* [What needs to be done]: Your reply should be the complete data, reproduced exactly.

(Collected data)
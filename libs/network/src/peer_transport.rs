//! Peer Transport
//!
//! Owns every link of one machine: the accept loop, outbound connects, the
//! session table and one read loop per session. Decoded clock messages go to
//! the machine's [`Inbox`]; send failures are reported to the caller and
//! never end the process.
//!
//! ## Link Pairing
//!
//! For every pair of machines exactly one TCP connection carries traffic in
//! both directions. The lower id dials, then announces itself with a Hello
//! frame. The accepting side rejects unknown ids, ids that should have been
//! accepted the other way round, and duplicates of a live link.

use crate::inbox::Inbox;
use crate::session::{initiates_link, LinkRole, PeerSession};
use crate::transports::{FrameReader, FrameWriter, ReadOutcome, TransportConfig};
use crate::{Result, TransportError};
use codec::{ActorId, Frame, Message};
use futures::future::{join_all, try_join_all};
use machine_config::Peer;
use parking_lot::{Mutex, RwLock};
use std::collections::HashMap;
use std::net::SocketAddr;
use std::sync::atomic::{AtomicU64, Ordering};
use std::sync::Arc;
use std::time::Duration;
use tokio::net::tcp::OwnedReadHalf;
use tokio::net::{TcpListener, TcpStream};
use tokio::sync::watch;
use tokio::task::JoinHandle;
use tokio::time::{sleep, timeout, Instant};
use tracing::{debug, error, info, warn};

/// How often `wait_for_links` re-checks the session table
const LINK_POLL_INTERVAL: Duration = Duration::from_millis(25);

/// Pause after a failed `accept` before trying again
const ACCEPT_ERROR_BACKOFF: Duration = Duration::from_millis(50);

/// Lock-free link and traffic counters
#[derive(Debug, Default)]
struct TransportStats {
    links_initiated: AtomicU64,
    links_accepted: AtomicU64,
    links_rejected: AtomicU64,
    frames_received: AtomicU64,
    malformed_frames: AtomicU64,
    send_failures: AtomicU64,
}

impl TransportStats {
    #[inline]
    fn bump(counter: &AtomicU64) {
        counter.fetch_add(1, Ordering::Relaxed);
    }

    fn snapshot(&self) -> TransportStatsSnapshot {
        TransportStatsSnapshot {
            links_initiated: self.links_initiated.load(Ordering::Relaxed),
            links_accepted: self.links_accepted.load(Ordering::Relaxed),
            links_rejected: self.links_rejected.load(Ordering::Relaxed),
            frames_received: self.frames_received.load(Ordering::Relaxed),
            malformed_frames: self.malformed_frames.load(Ordering::Relaxed),
            send_failures: self.send_failures.load(Ordering::Relaxed),
        }
    }
}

* [Exercise output]:
filename libs/network/src/peer_transport.rs
//! Peer Transport
//!
//! Owns every link of one machine: the accept loop, outbound connects, the
//! session table and one read loop per session. Decoded clock messages go to
//! the machine's [`Inbox`]; send failures are reported to the caller and
//! never end the process.
//!
//! ## Link Pairing
//!
//! For every pair of machines exactly one TCP connection carries traffic in
//! both directions. The lower id dials, then announces itself with a Hello
//! frame. The accepting side rejects unknown ids, ids that should have been
//! accepted the other way round, and duplicates of a live link.

use crate::inbox::Inbox;
use crate::session::{initiates_link, LinkRole, PeerSession};
use crate::transports::{FrameReader, FrameWriter, ReadOutcome, TransportConfig};
use crate::{Result, TransportError};
use codec::{ActorId, Frame, Message};
use futures::future::{join_all, try_join_all};
use machine_config::Peer;
use parking_lot::{Mutex, RwLock};
use std::collections::HashMap;
use std::net::SocketAddr;
use std::sync::atomic::{AtomicU64, Ordering};
use std::sync::Arc;
use std::time::Duration;
use tokio::net::tcp::OwnedReadHalf;
use tokio::net::{TcpListener, TcpStream};
use tokio::sync::watch;
use tokio::task::JoinHandle;
use tokio::time::{sleep, timeout, Instant};
use tracing::{debug, error, info, warn};

/// How often `wait_for_links` re-checks the session table
const LINK_POLL_INTERVAL: Duration = Duration::from_millis(25);

/// Pause after a failed `accept` before trying again
const ACCEPT_ERROR_BACKOFF: Duration = Duration::from_millis(50);

/// Lock-free link and traffic counters
#[derive(Debug, Default)]
struct TransportStats {
    links_initiated: AtomicU64,
    links_accepted: AtomicU64,
    links_rejected: AtomicU64,
    frames_received: AtomicU64,
    malformed_frames: AtomicU64,
    send_failures: AtomicU64,
}

impl TransportStats {
    #[inline]
    fn bump(counter: &AtomicU64) {
        counter.fetch_add(1, Ordering::Relaxed);
    }

    fn snapshot(&self) -> TransportStatsSnapshot {
        TransportStatsSnapshot {
            links_initiated: self.links_initiated.load(Ordering::Relaxed),
            links_accepted: self.links_accepted.load(Ordering::Relaxed),
            links_rejected: self.links_rejected.load(Ordering::Relaxed),
            frames_received: self.frames_received.load(Ordering::Relaxed),
            malformed_frames: self.malformed_frames.load(Ordering::Relaxed),
            send_failures: self.send_failures.load(Ordering::Relaxed),
        }
    }
}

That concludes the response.